Dans Frida Kahlo: Fashion as the Art of Being, Susana Martínez Vidal, journaliste et ex-rédactrice en chef du Elle espagnol explique l'importance de l'influence de Frida Kahlo sur le monde de la mode[53].
Exploitation commerciale
La fille, la petite-fille et l'arrière-petite-fille de Cristina Kahlo, la sœur de Frida Kahlo, ont fondé en 2007 la compagnie Frida Kahlo Corporation qui gère les droits d'auteur hérités de Frida Kahlo et la promotion de l'image de l'artiste. Son nom, sa signature et son image sont déposés par sa famille. Cette entreprise délivre des licences d'exploitation commerciale de la marque déposée Frida Kahlo au tarif de 2 à 5 pour cent du prix de vente[54].
Une image surexploitée
Frida Kahlo suscite un véritable engouement commercial. Des milliers d'objets estampillés « Frida Kahlo » sont proposés sur des sites marchands[55]. En 2018, la commercialisation d'une barbie à l'effigie de Frida Kahlo donne lieu à un procès entre la société californienne Mattel et la famille de Frida Kahlo[56],[57],[58]. Cette « Fridamania » est un sujet de controverse. L'image de Frida Kahlo est parfois contradictoire avec les valeurs et la vie de l'artiste déclare la journaliste Léa Lejeune dans son ouvrage Féminisme Washing[59].
Hommages
- Un billet de 500 pesos mexicains (série F) à son effigie et à celle de Diego Rivera a été mis en circulation le 30 août 2010[60]. Ce billet a été remplacé le 27 août 2018 par un billet (série G) à l'effigie de Benito Juárez[61].
- Le groupe de rock cuivré La jambe de Frida opta pour ce nom en son hommage. Leur premier album, sorti en 2013, s'appelle Magdalena[62].

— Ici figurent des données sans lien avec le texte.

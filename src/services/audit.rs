//! Audit recorder.
//!
//! Builds audit entries stamped with the engine clock. Entries for
//! mutations are handed to the store together with the mutation so both
//! commit or neither does; [`AuditRecorder::record`] is only for audited
//! actions that have no other write.

use std::sync::Arc;

use serde_json::Value;
use uuid::Uuid;

use crate::auth::Actor;
use crate::clock::Clock;
use crate::error::Result;
use crate::interfaces::{AuditStore, EngineStore};
use crate::model::{AuditLogEntry, Page, PageRequest, TargetType};

#[derive(Clone)]
pub struct AuditRecorder {
    store: Arc<dyn EngineStore>,
    clock: Arc<dyn Clock>,
}

impl AuditRecorder {
    pub fn new(store: Arc<dyn EngineStore>, clock: Arc<dyn Clock>) -> Self {
        Self { store, clock }
    }

    /// Build an entry for `action` on one target, attributed to `actor`.
    pub fn entry(
        &self,
        action: &str,
        target_type: TargetType,
        target_id: impl ToString,
        actor: &Actor,
        reason: &str,
    ) -> AuditLogEntry {
        AuditLogEntry {
            id: Uuid::new_v4(),
            action: action.to_string(),
            target_type,
            target_id: target_id.to_string(),
            actor: actor.id.clone(),
            reason: reason.to_string(),
            details: None,
            created_at: self.clock.now(),
        }
    }

    /// Persist a standalone entry. Fails if the entry could not be written.
    pub async fn record(&self, entry: &AuditLogEntry) -> Result<()> {
        self.store.append_audit(entry).await?;
        Ok(())
    }

    /// Entries newest first, filtered by action-name prefix.
    pub async fn list(
        &self,
        action_prefix: Option<&str>,
        page: PageRequest,
    ) -> Result<Page<AuditLogEntry>> {
        let prefix = action_prefix.filter(|p| !p.is_empty());
        Ok(self.store.list_audit(prefix, page).await?)
    }
}

/// Attach an action-specific payload to an entry.
pub fn with_details(mut entry: AuditLogEntry, details: Value) -> AuditLogEntry {
    entry.details = Some(details);
    entry
}
//! Referral Engine - reward computation and campaign lifecycle
//!
//! Computes referral rewards for qualifying transactions, tracks caps and
//! idempotency, drives the campaign and reward moderation state machines,
//! and keeps an audit trail committed with every mutation.

pub mod auth;
pub mod clock;
pub mod config;
pub mod error;
pub mod facade;
pub mod interfaces;
pub mod model;
pub mod services;
pub mod storage;
pub mod utils;
pub mod validation;

pub use auth::{Actor, Permission, Role};
pub use error::{EngineError, ErrorKind, FieldError, FieldErrors, Result};
pub use facade::{ReferralEngine, ReferralEngineBuilder};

- La pièce de théâtre Frida Kahlo « Attention peinture fraîche » lui rend hommage tant par l'écriture que par la mise en scène et l'interprétation (prix du public 2013[Quoi ?]).
- Le 7 octobre 2016, le conseil municipal de Nantes attribue son nom à l'une des allées qui dessert la future École Supérieure des Beaux-Arts, sur l'île de Nantes[63].
- Une rue porte son nom dans le quartier des Docks à Saint-Ouen-sur-Seine[64].
- Le groupe britannique Coldplay a intitulé son quatrième album « Viva la Vida » (2008) en référence au dernier tableau de Frida Kahlo[65].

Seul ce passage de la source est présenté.